Yesterday, I jokingly raised the question of whether Bieber may be an android on Facebook and Twitter. I wasn’t thinking of any particular sci-fi reference; maybe Blade Runner (specifically the long-running controversy over whether Deckard is a replicant and whether he knows it) with a bit of the Doctor Who story The Robots of Death thrown in (because the metal beasts in that are smoothly beautiful and go mad and start strangling people). It was @curiousiguana on Twitter who identified the specific fictional creation that Bieber resembles; it’s David (Haley Joel Osment), the child-robot in Spielberg’s A.I. Artificial Intelligence, who has had the capacity for love – or the ones and zeroes that allow him to emulate love – programmed into him.

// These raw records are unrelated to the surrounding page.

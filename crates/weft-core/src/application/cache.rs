//! Cache of composed sets keyed by root template name.

use std::{
    collections::HashMap,
    sync::{Arc, RwLock},
};

use crate::{application::ApplicationError, domain::TemplateName, error::WeftResult};

/// Thread-safe root-name-to-artifact map.
///
/// Keys are root names only. Which call-scoped functions produced an entry is
/// not recorded, so a hit can hand back a set built with different functions
/// than the current caller supplied.
pub struct TemplateCache<T> {
    inner: RwLock<HashMap<TemplateName, Arc<T>>>,
}

impl<T> TemplateCache<T> {
    pub fn new() -> Self {
        Self {
            inner: RwLock::new(HashMap::new()),
        }
    }

    pub fn get(&self, name: &str) -> WeftResult<Option<Arc<T>>> {
        let inner = self.inner.read().map_err(|_| ApplicationError::StateLock)?;
        Ok(inner.get(name).cloned())
    }

    /// Store `artifact` unless an entry already exists; return the stored one.
    pub fn store(&self, name: TemplateName, artifact: Arc<T>) -> WeftResult<Arc<T>> {
        let mut inner = self.inner.write().map_err(|_| ApplicationError::StateLock)?;
        Ok(Arc::clone(inner.entry(name).or_insert(artifact)))
    }

    pub fn clear(&self) -> WeftResult<()> {
        let mut inner = self.inner.write().map_err(|_| ApplicationError::StateLock)?;
        inner.clear();
        Ok(())
    }

    pub fn len(&self) -> WeftResult<usize> {
        let inner = self.inner.read().map_err(|_| ApplicationError::StateLock)?;
        Ok(inner.len())
    }

    pub fn is_empty(&self) -> WeftResult<bool> {
        Ok(self.len()? == 0)
    }
}

impl<T> Default for TemplateCache<T> {
    fn default() -> Self {
        Self::new()
    }
}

It’s as if Bieber has been created to rehearse a specific range of pop star behaviours and he’s been doing OK up to this point, but as he gets into darker territory various bugs and glitches start to reveal themselves. Someone keyed in the code for going off the rails, expecting the 19-year-old maybe to throw a TV out of a hotel window, but something went wrong somewhere and he made a git of himself in a museum’s visitors’ book instead. If he’d been caught smoking a joint or biting the head off a bat, we would have just accepted it as phew, rock ‘n’ roll, but the Anne Frank thing doesn’t quite fit our parameters of misbehaviour. There’s something not quite right about this boy. Has he been found out?

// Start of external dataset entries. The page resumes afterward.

//! End-to-end composition against real files and the Handlebars engine.

use std::{fs, path::Path, sync::Arc};

use serde_json::json;
use tempfile::TempDir;
use weft_adapters::{
    HandlebarsComposer, HandlebarsEngine, HelperFunction, MemorySource, local_composer,
    renderer::helpers::{now_helper, repeat_helper},
};
use weft_core::{application::Composer, prelude::FunctionMap};

fn write_templates(files: &[(&str, &str)]) -> TempDir {
    let dir = TempDir::new().unwrap();
    for (name, body) in files {
        fs::write(dir.path().join(name), body).unwrap();
    }
    dir
}

fn base_dir(dir: &Path) -> String {
    dir.to_str().unwrap().trim_end_matches('/').to_owned()
}

fn memory_composer(files: &[(&str, &str)]) -> (HandlebarsComposer<MemorySource>, MemorySource) {
    let source = MemorySource::new();
    for (name, body) in files {
        source.insert(*name, *body);
    }
    let composer = Composer::new(HandlebarsEngine::new(), source.clone());
    (composer, source)
}

#[test]
fn parent_base_footer_scenario() {
    let dir = write_templates(&[
        ("parent.html", r#"{{extends "base.html"}}<p>{{name}}</p>"#),
        ("base.html", r#"<html>{{include "footer.html"}}</html>"#),
        ("footer.html", "<footer>f</footer>"),
    ]);
    let composer = local_composer(base_dir(dir.path())).unwrap();

    let set = composer.compose("parent.html").unwrap();

    assert_eq!(set.names(), vec!["base.html", "footer.html", "parent.html"]);
    assert_eq!(set.render(&json!({ "name": "Ann" })).unwrap(), "<p>Ann</p>");
    assert_eq!(
        set.render_named("base.html", &json!({})).unwrap(),
        "<html></html>"
    );
}

#[test]
fn layout_renders_composed_partials() {
    let dir = write_templates(&[
        (
            "page",
            r#"{{include "nav"}}{{include "footer"}}<body>{{> nav}}{{title}}{{> footer}}</body>"#,
        ),
        ("nav", "<nav>{{title}}</nav>"),
        ("footer", r#"<footer>{{repeat "-" 3}}</footer>"#),
    ]);
    let composer = local_composer(base_dir(dir.path())).unwrap();
    composer
        .add_fixed_func("repeat", HelperFunction::new(repeat_helper))
        .unwrap();

    let set = composer.compose("page").unwrap();
    let out = set.render(&json!({ "title": "Docs" })).unwrap();

    assert_eq!(out, "<body><nav>Docs</nav>Docs<footer>---</footer></body>");
}

#[test]
fn duplicate_include_read_once() {
    let (composer, source) = memory_composer(&[
        ("page", r#"{{include "a.html"}}{{include "a.html"}}"#),
        ("a.html", "A"),
    ]);

    let set = composer.compose("page").unwrap();

    assert_eq!(set.len(), 2);
    assert_eq!(source.reads("a.html"), 1);
}

#[test]
fn cycle_and_diamond_each_read_once() {
    let (composer, source) = memory_composer(&[
        ("a", r#"{{include "b"}}{{include "c"}}"#),
        ("b", r#"{{include "d"}}{{include "a"}}"#),
        ("c", r#"{{include "d"}}"#),
        ("d", r#"{{include "a"}}D"#),
    ]);

    let set = composer.compose("a").unwrap();

    assert_eq!(set.names(), vec!["a", "b", "c", "d"]);
    for name in ["a", "b", "c", "d"] {
        assert_eq!(source.reads(name), 1, "{name} read more than once");
    }
}

#[test]
fn late_extends_is_inert_text() {
    let (composer, source) = memory_composer(&[
        ("page", r#"{{include "nav"}}{{extends "base"}}<p>x</p>"#),
        ("nav", "N"),
    ]);

    let set = composer.compose("page").unwrap();

    assert!(!set.contains("base"));
    assert_eq!(source.reads("base"), 0);
    assert_eq!(set.render(&json!({})).unwrap(), "<p>x</p>");
}

#[test]
fn missing_root_is_read_failure_and_not_cached() {
    let dir = write_templates(&[]);
    let composer = local_composer(base_dir(dir.path())).unwrap();
    composer.enable_cache(true).unwrap();

    let err = composer.compose("nope.html").unwrap_err();

    assert!(err.is_read_failure());
    assert_eq!(composer.cached_len().unwrap(), 0);
}

#[test]
fn malformed_engine_syntax_is_parse_failure() {
    let (composer, _) = memory_composer(&[
        ("page", r#"{{include "broken"}}ok"#),
        ("broken", "{{#each items}}{{/if}}"),
    ]);
    composer.enable_cache(true).unwrap();

    let err = composer.compose("page").unwrap_err();

    assert!(err.is_parse_failure());
    assert!(err.to_string().contains("broken"));
    assert_eq!(composer.cached_len().unwrap(), 0);
}

#[test]
fn malformed_directives_are_plain_text() {
    let (composer, source) = memory_composer(&[("page", r#"[{{include}}]({{include "a" "b"}})"#)]);

    let set = composer.compose("page").unwrap();

    assert_eq!(set.len(), 1);
    assert_eq!(source.total_reads(), 1);
    assert_eq!(set.render(&json!({})).unwrap(), "[]()");
}

#[test]
fn cache_returns_same_set_ignoring_new_call_functions() {
    let (composer, source) = memory_composer(&[("page", "{{repeat \"ab\" 2}}")]);
    composer.enable_cache(true).unwrap();

    let first = composer
        .compose_with(
            "page",
            &FunctionMap::new().with("repeat", HelperFunction::new(repeat_helper)),
        )
        .unwrap();
    let second = composer
        .compose_with(
            "page",
            &FunctionMap::new().with("shout", HelperFunction::new(now_helper)),
        )
        .unwrap();

    assert!(Arc::ptr_eq(&first, &second));
    assert!(!second.has_function("shout"));
    assert_eq!(second.render(&json!({})).unwrap(), "abab");
    assert_eq!(source.reads("page"), 1);
}

#[test]
fn call_scoped_functions_are_not_persisted() {
    let (composer, _) = memory_composer(&[("page", "x")]);

    let scoped = composer
        .compose_with(
            "page",
            &FunctionMap::new().with("repeat", HelperFunction::new(repeat_helper)),
        )
        .unwrap();
    let plain = composer.compose("page").unwrap();

    assert!(scoped.has_function("repeat"));
    assert!(!plain.has_function("repeat"));
    assert!(plain.has_function("include"));
    assert!(plain.has_function("extends"));
}

#[test]
fn disabling_cache_clears_and_reenabling_starts_empty() {
    let (composer, source) = memory_composer(&[("page", "x")]);
    composer.enable_cache(true).unwrap();
    let first = composer.compose("page").unwrap();

    composer.enable_cache(false).unwrap();
    assert_eq!(composer.cached_len().unwrap(), 0);

    composer.enable_cache(true).unwrap();
    let second = composer.compose("page").unwrap();

    assert!(!Arc::ptr_eq(&first, &second));
    assert_eq!(source.reads("page"), 2);
}

#[test]
fn base_dir_change_applies_to_next_composition() {
    let one = write_templates(&[("page", "one")]);
    let two = write_templates(&[("page", "two")]);
    let composer = local_composer(base_dir(one.path())).unwrap();

    let first = composer.compose("page").unwrap();
    composer.set_base_dir(base_dir(two.path())).unwrap();
    let second = composer.compose("page").unwrap();

    assert_eq!(first.render(&json!({})).unwrap(), "one");
    assert_eq!(second.render(&json!({})).unwrap(), "two");
}

#[test]
fn shared_composer_across_threads() {
    let dir = write_templates(&[
        ("page", r#"{{include "part"}}{{> part}}"#),
        ("part", "{{n}}"),
    ]);
    let composer = Arc::new(local_composer(base_dir(dir.path())).unwrap());
    composer.enable_cache(true).unwrap();

    let outputs: Vec<String> = std::thread::scope(|scope| {
        let handles: Vec<_> = (0..4)
            .map(|n| {
                let composer = Arc::clone(&composer);
                scope.spawn(move || {
                    let set = composer.compose("page").unwrap();
                    set.render(&json!({ "n": n })).unwrap()
                })
            })
            .collect();
        handles.into_iter().map(|h| h.join().unwrap()).collect()
    });

    assert_eq!(outputs, vec!["0", "1", "2", "3"]);
    assert_eq!(composer.cached_len().unwrap(), 1);
}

My memories of A.I. are sketchy, but as I recall it, David’s two best friends are also robots, one a teddy bear, the other Jude Law as a gigolo. And he’s nearly torn to pieces by a wild anti-robot mob, but survives even as humanity itself perishes in an ecological meltdown and he carries on in his wide-eyed, pre-pubescent form for millions of years and Meryl Streep shows up as God or something.

So I guess Bieber’s got at least a couple of albums in him yet.

4 comments:

GreatSheElephant said...

Damn. Brave. Expect to be hunted down and ripped to shreds by hoards of outraged tweens in 3,2,1...

Gadjo Dilo said...

I barely know who this lad is, but I'm personally inclined to cut him some slack - many of us say stupid things when we're 19. And I seem to remember that Donny Osmond somehow eventually managed to 'normal-up' a bit after that adulation of his squeaky clean youthfulness. I still miss Amy Winehouse, though.

Sam said...

Do all child stars go mental though? It seems increasingly inevitable that high-profile kids become raging alcoholics by the age of 20.

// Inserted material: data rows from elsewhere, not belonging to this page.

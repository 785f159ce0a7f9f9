//! Unified error handling for Weft Core.
//!
//! A single root error type wraps application errors, each with
//! user-actionable suggestions.

use thiserror::Error;

use crate::application::ApplicationError;

/// Root error type for Weft Core operations.
#[derive(Debug, Error, Clone, PartialEq)]
pub enum WeftError {
    /// Errors from the application layer (read, parse, render, state).
    #[error("{0}")]
    Application(#[from] ApplicationError),
}

impl WeftError {
    /// Get user-actionable suggestions for fixing this error.
    pub fn suggestions(&self) -> Vec<String> {
        match self {
            Self::Application(e) => e.suggestions(),
        }
    }

    /// Get error category for display/styling purposes.
    pub fn category(&self) -> ErrorCategory {
        match self {
            Self::Application(e) => e.category(),
        }
    }

    /// True when the error came from reading a template file.
    pub fn is_read_failure(&self) -> bool {
        matches!(self, Self::Application(ApplicationError::TemplateRead { .. }))
    }

    /// True when the host engine rejected a template body.
    pub fn is_parse_failure(&self) -> bool {
        matches!(self, Self::Application(ApplicationError::TemplateParse { .. }))
    }
}

/// Error categories for UI display.
#[derive(Debug, Clone, Copy, PartialEq, Eq)]
pub enum ErrorCategory {
    Validation,
    NotFound,
    Internal,
}

/// Convenient result type alias.
pub type WeftResult<T> = Result<T, WeftError>;
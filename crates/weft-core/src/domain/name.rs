//! Template names.

use serde::Serialize;
use std::borrow::Borrow;
use std::fmt;

/// Identifier of one template unit.
///
/// A name is the path of the template file relative to the base directory,
/// exactly as it was written in a directive or passed by the caller. No
/// normalisation happens: `a.html` and `./a.html` are different names.
#[derive(Debug, Clone, PartialEq, Eq, Hash, PartialOrd, Ord, Serialize)]
#[serde(transparent)]
pub struct TemplateName(String);

impl TemplateName {
    pub fn new(name: impl Into<String>) -> Self {
        Self(name.into())
    }

    pub fn as_str(&self) -> &str {
        &self.0
    }
}

impl fmt::Display for TemplateName {
    fn fmt(&self, f: &mut fmt::Formatter<'_>) -> fmt::Result {
        f.write_str(&self.0)
    }
}

impl AsRef<str> for TemplateName {
    fn as_ref(&self) -> &str {
        &self.0
    }
}

// Lets `HashSet<TemplateName>` and `HashMap<TemplateName, _>` be queried with `&str`.
impl Borrow<str> for TemplateName {
    fn borrow(&self) -> &str {
        &self.0
    }
}

impl From<&str> for TemplateName {
    fn from(s: &str) -> Self {
        Self(s.to_owned())
    }
}

impl From<String> for TemplateName {
    fn from(s: String) -> Self {
        Self(s)
    }
}

impl From<&TemplateName> for TemplateName {
    fn from(name: &TemplateName) -> Self {
        name.clone()
    }
}
//! Core domain layer for Weft.
//!
//! Pure logic with no I/O: template names and the directive scanner. Reading
//! files, parsing template bodies and caching are handled by the application
//! layer through ports.
//!
//! ## Hexagonal Architecture Compliance
//!
//! - **No async**: Domain logic is synchronous
//! - **No I/O**: No filesystem, network, or external calls
//! - **Borrowing scans**: Directives point into the scanned body, nothing is copied

pub mod directive;
pub mod name;

pub use directive::{Directive, DirectiveKind, Extends, Span, Spans};
pub use name::TemplateName;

At this rate Suri Cruise is going to end up staging a putsch in Colombia and try to take over South America.

People just need their childhoods.

Tim F said...

Adds new levels to "down with the kids", GSE.

Gadjo: I suppose Bieber co-opting Anne Frank is a bit like Mormons retrospectively converting their dead relatives, so the Donny comparison kinda works.

Is 19 still childhood, Sam? He seems to be getting more stupid as he gets older.